Biotin may be mentioned, in particular, as an example of a non-radioactive label which can be incorporated chemically into synthetic oligonucleotides (Application PCT WO 89/12462); biotinylated analogues of UTP can also be incorporated into double-stranded DNAs by nick translation.
In general, biotin is detected by being bound to avidin, which is itself used as a support for attaching fluorescent molecules, enzymes or other detectable compounds.
In other non-radioactive labelling systems, haptens (dinitrophenyl group, digoxigenin) replace biotin and specific labelled antibodies are used as indicators in the system.
The sensitivity of molecular hybridization assays is an important factor which is often limiting when applying diagnostic tests in molecular biology.
The sensitivity of an assay depends directly on the labelling which is used to visualize the hybridized probe. One of the ways of improving the sensitivity of an assay is to amplify the signal by increasing the number of labels which are incorporated into the probe in order to obtain so-called "polylabelled" probes.

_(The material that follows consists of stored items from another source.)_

pub mod linux;

#[cfg(test)]
pub(crate) mod mock;

use crate::error::Result;
use crate::model::{CpuIdle, CpuListing, DiskCounters, FilesystemEntry, MemoryInfo, NetCounters};
use std::collections::{BTreeMap, HashMap, HashSet};

pub use linux::LinuxProvider;

/// Host data sources consumed by the sampler.
///
/// Implementations only read and parse; they hold no baseline state.
/// Failures are reported as `CoreError::Unavailable` or I/O errors and are
/// translated at the sampler's call boundary.
pub trait HostProvider {
    /// Available and total memory
    fn memory_info(&self) -> Result<MemoryInfo>;

    /// Cumulative uptime and idle seconds
    fn uptime(&self) -> Result<CpuIdle>;

    /// Mounted filesystems, unvalidated
    fn filesystems(&self) -> Result<Vec<FilesystemEntry>>;

    /// Counters of every non-virtual network interface
    fn net_devices(&self) -> Result<BTreeMap<String, NetCounters>>;

    /// Interfaces currently up. Best effort: failure yields an empty set.
    fn net_devices_up(&self) -> HashSet<String>;

    /// Logical sector size per block device, restricted to `devices` unless
    /// it is empty. A missing listing utility yields an empty mapping.
    fn sector_sizes(&self, devices: &[&str]) -> Result<HashMap<String, u64>>;

    /// Current counters of one block device
    fn disk_stat(&self, device: &str) -> Result<DiskCounters>;

    /// Number of CPUs and whether the host runs in 64-bit mode
    fn cpu_listing(&self) -> Result<CpuListing>;

    /// Get platform name
    fn platform_name(&self) -> &'static str;
}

With this aim in mind, it has been proposed, for example, that the enzyme terminal transferase should be used, which enzyme is able to extend a single-stranded DNA chain by adding nucleotide analogues, for example biotinylated nucleotides, to its 3' end. The main drawback of this method is that the enzyme adds an arbitrary number of nucleotides to the end of the single-stranded DNA chain. This results in a mixture of products of different lengths which in turn makes the labelling difficult to reproduce and produces heterogeneous probes which are difficult to standardize and therefore unsuitable for medical diagnosis.
COLLINS (Application EP 204 510) proposes a variant in which the enzyme terminal transferase is used to extend the probe by adding a homopolymeric (poly A) tail to it. The label then consists of a homopolymer (poly T) into which detectable molecules are incorporated. However, this system does not completely eliminate the drawbacks which result from the impossibility of controlling the action of the enzyme.
It has also been proposed to amplify the signal by using polylabelled oligonucleotide probes which are branched or else connected to each other by polynucleotide "bridges" which hybridize to their ends, as described in Applications EP 292 128 and EP 450 594, respectively, which are in the name of SEGEV.
U.S. Pat. No. 4,882,269 describes a system in which polylabelled secondary probes hybridize to several sites on a primary probe.
Application EP 0 317 077 and also Application PCT WO 92/02526 describe a system in which the secondary probes consist of polylabelled polynucleotide constructs in comb form.
These systems suffer from the drawback of requiring the synthesis of a large number of different oligonucleotides and the implementation of hybridization and/or ligation steps in order to form the final constructs. In addition, it is difficult to obtain final products having uniform characteristics and it is awkward to purify these products.
In particular, if there is a need to detect several different target sequences, it is then necessary, for each of these sequences, either to synthesize a new probe or to use an adapter, which is an oligonucleotide which hybridizes with the target sequence to be detected, on the one hand, and with the probe, on the other hand.